▶ Assignment: Restate each of the lines given below, word for word.

▶ Information provided:
-=-=-=-=-

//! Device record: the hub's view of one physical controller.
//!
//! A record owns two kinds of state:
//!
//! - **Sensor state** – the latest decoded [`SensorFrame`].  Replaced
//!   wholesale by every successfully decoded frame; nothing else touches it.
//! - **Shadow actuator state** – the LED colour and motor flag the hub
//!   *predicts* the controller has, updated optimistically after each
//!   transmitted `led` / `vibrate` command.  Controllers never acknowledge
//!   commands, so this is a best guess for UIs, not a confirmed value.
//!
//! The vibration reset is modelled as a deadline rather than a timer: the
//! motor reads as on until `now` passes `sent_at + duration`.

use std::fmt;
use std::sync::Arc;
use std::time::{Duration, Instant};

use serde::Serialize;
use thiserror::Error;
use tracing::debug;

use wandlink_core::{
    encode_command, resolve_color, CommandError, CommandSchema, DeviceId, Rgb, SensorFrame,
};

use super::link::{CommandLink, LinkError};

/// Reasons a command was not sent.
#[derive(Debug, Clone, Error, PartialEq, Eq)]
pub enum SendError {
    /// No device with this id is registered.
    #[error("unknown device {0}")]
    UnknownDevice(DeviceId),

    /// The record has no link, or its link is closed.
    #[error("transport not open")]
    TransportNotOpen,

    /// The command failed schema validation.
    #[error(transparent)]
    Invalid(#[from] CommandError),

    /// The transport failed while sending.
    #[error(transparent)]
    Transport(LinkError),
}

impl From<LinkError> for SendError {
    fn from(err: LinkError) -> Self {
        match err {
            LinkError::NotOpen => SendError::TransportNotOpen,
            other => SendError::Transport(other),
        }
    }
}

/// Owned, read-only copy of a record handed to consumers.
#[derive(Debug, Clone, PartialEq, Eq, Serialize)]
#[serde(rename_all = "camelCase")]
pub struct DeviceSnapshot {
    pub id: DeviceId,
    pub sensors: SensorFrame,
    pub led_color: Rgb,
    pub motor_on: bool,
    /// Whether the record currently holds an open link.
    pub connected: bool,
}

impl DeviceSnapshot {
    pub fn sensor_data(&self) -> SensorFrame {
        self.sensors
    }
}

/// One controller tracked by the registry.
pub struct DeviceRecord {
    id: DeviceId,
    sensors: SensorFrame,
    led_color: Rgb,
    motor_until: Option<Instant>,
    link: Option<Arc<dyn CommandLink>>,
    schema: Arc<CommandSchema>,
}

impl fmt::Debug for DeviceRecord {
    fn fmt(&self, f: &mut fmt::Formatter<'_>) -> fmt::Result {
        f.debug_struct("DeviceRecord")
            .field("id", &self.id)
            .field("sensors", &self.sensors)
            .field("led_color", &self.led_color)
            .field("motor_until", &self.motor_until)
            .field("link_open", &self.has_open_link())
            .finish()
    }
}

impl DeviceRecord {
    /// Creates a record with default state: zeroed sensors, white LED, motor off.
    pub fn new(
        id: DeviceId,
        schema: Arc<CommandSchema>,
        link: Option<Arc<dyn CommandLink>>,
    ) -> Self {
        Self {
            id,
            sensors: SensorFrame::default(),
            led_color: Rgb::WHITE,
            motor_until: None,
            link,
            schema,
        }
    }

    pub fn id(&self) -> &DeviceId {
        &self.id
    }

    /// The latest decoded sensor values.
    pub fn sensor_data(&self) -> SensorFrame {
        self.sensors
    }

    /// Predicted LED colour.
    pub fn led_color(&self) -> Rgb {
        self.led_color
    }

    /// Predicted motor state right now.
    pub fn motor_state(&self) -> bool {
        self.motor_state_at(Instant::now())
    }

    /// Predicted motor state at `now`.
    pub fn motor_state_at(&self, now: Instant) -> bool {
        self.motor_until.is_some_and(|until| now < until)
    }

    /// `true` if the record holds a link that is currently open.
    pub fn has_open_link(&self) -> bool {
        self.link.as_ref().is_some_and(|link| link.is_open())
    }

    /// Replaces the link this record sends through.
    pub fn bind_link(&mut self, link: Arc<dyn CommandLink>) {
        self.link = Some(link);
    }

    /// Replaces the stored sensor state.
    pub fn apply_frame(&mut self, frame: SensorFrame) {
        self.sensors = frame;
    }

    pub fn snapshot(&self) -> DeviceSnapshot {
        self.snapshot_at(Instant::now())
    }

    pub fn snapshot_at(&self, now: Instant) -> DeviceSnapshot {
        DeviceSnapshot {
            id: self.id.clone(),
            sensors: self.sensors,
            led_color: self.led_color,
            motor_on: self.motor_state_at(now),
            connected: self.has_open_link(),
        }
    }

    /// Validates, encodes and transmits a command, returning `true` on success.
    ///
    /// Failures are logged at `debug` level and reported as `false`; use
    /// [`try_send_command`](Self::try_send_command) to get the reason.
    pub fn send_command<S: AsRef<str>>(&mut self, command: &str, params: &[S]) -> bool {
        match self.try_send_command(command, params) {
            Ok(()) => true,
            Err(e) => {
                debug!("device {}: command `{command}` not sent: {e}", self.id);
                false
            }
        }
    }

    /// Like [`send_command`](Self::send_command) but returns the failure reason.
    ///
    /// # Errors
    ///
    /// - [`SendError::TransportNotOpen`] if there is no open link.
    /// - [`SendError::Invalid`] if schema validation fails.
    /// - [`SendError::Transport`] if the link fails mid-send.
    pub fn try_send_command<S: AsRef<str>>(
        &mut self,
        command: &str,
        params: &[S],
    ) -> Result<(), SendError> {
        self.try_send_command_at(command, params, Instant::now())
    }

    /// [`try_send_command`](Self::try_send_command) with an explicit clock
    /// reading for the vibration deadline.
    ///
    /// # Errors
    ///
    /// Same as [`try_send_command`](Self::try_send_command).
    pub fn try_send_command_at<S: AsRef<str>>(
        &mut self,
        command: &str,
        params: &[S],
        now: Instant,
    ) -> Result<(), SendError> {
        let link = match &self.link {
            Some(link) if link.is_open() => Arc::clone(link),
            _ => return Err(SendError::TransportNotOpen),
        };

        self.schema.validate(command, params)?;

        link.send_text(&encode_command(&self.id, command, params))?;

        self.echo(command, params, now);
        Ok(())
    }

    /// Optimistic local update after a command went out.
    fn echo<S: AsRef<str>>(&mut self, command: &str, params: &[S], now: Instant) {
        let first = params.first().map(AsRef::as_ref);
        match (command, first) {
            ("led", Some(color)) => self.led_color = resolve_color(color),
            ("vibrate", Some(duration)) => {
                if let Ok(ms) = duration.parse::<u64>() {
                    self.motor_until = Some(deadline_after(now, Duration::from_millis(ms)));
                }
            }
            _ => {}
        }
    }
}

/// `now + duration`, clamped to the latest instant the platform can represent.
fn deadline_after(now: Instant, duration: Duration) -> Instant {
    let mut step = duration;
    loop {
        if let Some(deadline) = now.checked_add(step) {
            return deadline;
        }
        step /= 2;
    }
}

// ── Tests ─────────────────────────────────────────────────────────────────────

-=-=-=-=-

▶ Output below:
//! Device record: the hub's view of one physical controller.
//!
//! A record owns two kinds of state:
//!
//! - **Sensor state** – the latest decoded [`SensorFrame`].  Replaced
//!   wholesale by every successfully decoded frame; nothing else touches it.
//! - **Shadow actuator state** – the LED colour and motor flag the hub
//!   *predicts* the controller has, updated optimistically after each
//!   transmitted `led` / `vibrate` command.  Controllers never acknowledge
//!   commands, so this is a best guess for UIs, not a confirmed value.
//!
//! The vibration reset is modelled as a deadline rather than a timer: the
//! motor reads as on until `now` passes `sent_at + duration`.

use std::fmt;
use std::sync::Arc;
use std::time::{Duration, Instant};

use serde::Serialize;
use thiserror::Error;
use tracing::debug;

use wandlink_core::{
    encode_command, resolve_color, CommandError, CommandSchema, DeviceId, Rgb, SensorFrame,
};

use super::link::{CommandLink, LinkError};

/// Reasons a command was not sent.
#[derive(Debug, Clone, Error, PartialEq, Eq)]
pub enum SendError {
    /// No device with this id is registered.
    #[error("unknown device {0}")]
    UnknownDevice(DeviceId),

    /// The record has no link, or its link is closed.
    #[error("transport not open")]
    TransportNotOpen,

    /// The command failed schema validation.
    #[error(transparent)]
    Invalid(#[from] CommandError),

    /// The transport failed while sending.
    #[error(transparent)]
    Transport(LinkError),
}

impl From<LinkError> for SendError {
    fn from(err: LinkError) -> Self {
        match err {
            LinkError::NotOpen => SendError::TransportNotOpen,
            other => SendError::Transport(other),
        }
    }
}

/// Owned, read-only copy of a record handed to consumers.
#[derive(Debug, Clone, PartialEq, Eq, Serialize)]
#[serde(rename_all = "camelCase")]
pub struct DeviceSnapshot {
    pub id: DeviceId,
    pub sensors: SensorFrame,
    pub led_color: Rgb,
    pub motor_on: bool,
    /// Whether the record currently holds an open link.
    pub connected: bool,
}

impl DeviceSnapshot {
    pub fn sensor_data(&self) -> SensorFrame {
        self.sensors
    }
}

/// One controller tracked by the registry.
pub struct DeviceRecord {
    id: DeviceId,
    sensors: SensorFrame,
    led_color: Rgb,
    motor_until: Option<Instant>,
    link: Option<Arc<dyn CommandLink>>,
    schema: Arc<CommandSchema>,
}

impl fmt::Debug for DeviceRecord {
    fn fmt(&self, f: &mut fmt::Formatter<'_>) -> fmt::Result {
        f.debug_struct("DeviceRecord")
            .field("id", &self.id)
            .field("sensors", &self.sensors)
            .field("led_color", &self.led_color)
            .field("motor_until", &self.motor_until)
            .field("link_open", &self.has_open_link())
            .finish()
    }
}

impl DeviceRecord {
    /// Creates a record with default state: zeroed sensors, white LED, motor off.
    pub fn new(
        id: DeviceId,
        schema: Arc<CommandSchema>,
        link: Option<Arc<dyn CommandLink>>,
    ) -> Self {
        Self {
            id,
            sensors: SensorFrame::default(),
            led_color: Rgb::WHITE,
            motor_until: None,
            link,
            schema,
        }
    }

    pub fn id(&self) -> &DeviceId {
        &self.id
    }

    /// The latest decoded sensor values.
    pub fn sensor_data(&self) -> SensorFrame {
        self.sensors
    }

    /// Predicted LED colour.
    pub fn led_color(&self) -> Rgb {
        self.led_color
    }

    /// Predicted motor state right now.
    pub fn motor_state(&self) -> bool {
        self.motor_state_at(Instant::now())
    }

    /// Predicted motor state at `now`.
    pub fn motor_state_at(&self, now: Instant) -> bool {
        self.motor_until.is_some_and(|until| now < until)
    }

    /// `true` if the record holds a link that is currently open.
    pub fn has_open_link(&self) -> bool {
        self.link.as_ref().is_some_and(|link| link.is_open())
    }

    /// Replaces the link this record sends through.
    pub fn bind_link(&mut self, link: Arc<dyn CommandLink>) {
        self.link = Some(link);
    }

    /// Replaces the stored sensor state.
    pub fn apply_frame(&mut self, frame: SensorFrame) {
        self.sensors = frame;
    }

    pub fn snapshot(&self) -> DeviceSnapshot {
        self.snapshot_at(Instant::now())
    }

    pub fn snapshot_at(&self, now: Instant) -> DeviceSnapshot {
        DeviceSnapshot {
            id: self.id.clone(),
            sensors: self.sensors,
            led_color: self.led_color,
            motor_on: self.motor_state_at(now),
            connected: self.has_open_link(),
        }
    }

    /// Validates, encodes and transmits a command, returning `true` on success.
    ///
    /// Failures are logged at `debug` level and reported as `false`; use
    /// [`try_send_command`](Self::try_send_command) to get the reason.
    pub fn send_command<S: AsRef<str>>(&mut self, command: &str, params: &[S]) -> bool {
        match self.try_send_command(command, params) {
            Ok(()) => true,
            Err(e) => {
                debug!("device {}: command `{command}` not sent: {e}", self.id);
                false
            }
        }
    }

    /// Like [`send_command`](Self::send_command) but returns the failure reason.
    ///
    /// # Errors
    ///
    /// - [`SendError::TransportNotOpen`] if there is no open link.
    /// - [`SendError::Invalid`] if schema validation fails.
    /// - [`SendError::Transport`] if the link fails mid-send.
    pub fn try_send_command<S: AsRef<str>>(
        &mut self,
        command: &str,
        params: &[S],
    ) -> Result<(), SendError> {
        self.try_send_command_at(command, params, Instant::now())
    }

    /// [`try_send_command`](Self::try_send_command) with an explicit clock
    /// reading for the vibration deadline.
    ///
    /// # Errors
    ///
    /// Same as [`try_send_command`](Self::try_send_command).
    pub fn try_send_command_at<S: AsRef<str>>(
        &mut self,
        command: &str,
        params: &[S],
        now: Instant,
    ) -> Result<(), SendError> {
        let link = match &self.link {
            Some(link) if link.is_open() => Arc::clone(link),
            _ => return Err(SendError::TransportNotOpen),
        };

        self.schema.validate(command, params)?;

        link.send_text(&encode_command(&self.id, command, params))?;

        self.echo(command, params, now);
        Ok(())
    }

    /// Optimistic local update after a command went out.
    fn echo<S: AsRef<str>>(&mut self, command: &str, params: &[S], now: Instant) {
        let first = params.first().map(AsRef::as_ref);
        match (command, first) {
            ("led", Some(color)) => self.led_color = resolve_color(color),
            ("vibrate", Some(duration)) => {
                if let Ok(ms) = duration.parse::<u64>() {
                    self.motor_until = Some(deadline_after(now, Duration::from_millis(ms)));
                }
            }
            _ => {}
        }
    }
}

/// `now + duration`, clamped to the latest instant the platform can represent.
fn deadline_after(now: Instant, duration: Duration) -> Instant {
    let mut step = duration;
    loop {
        if let Some(deadline) = now.checked_add(step) {
            return deadline;
        }
        step /= 2;
    }
}

// ── Tests ─────────────────────────────────────────────────────────────────────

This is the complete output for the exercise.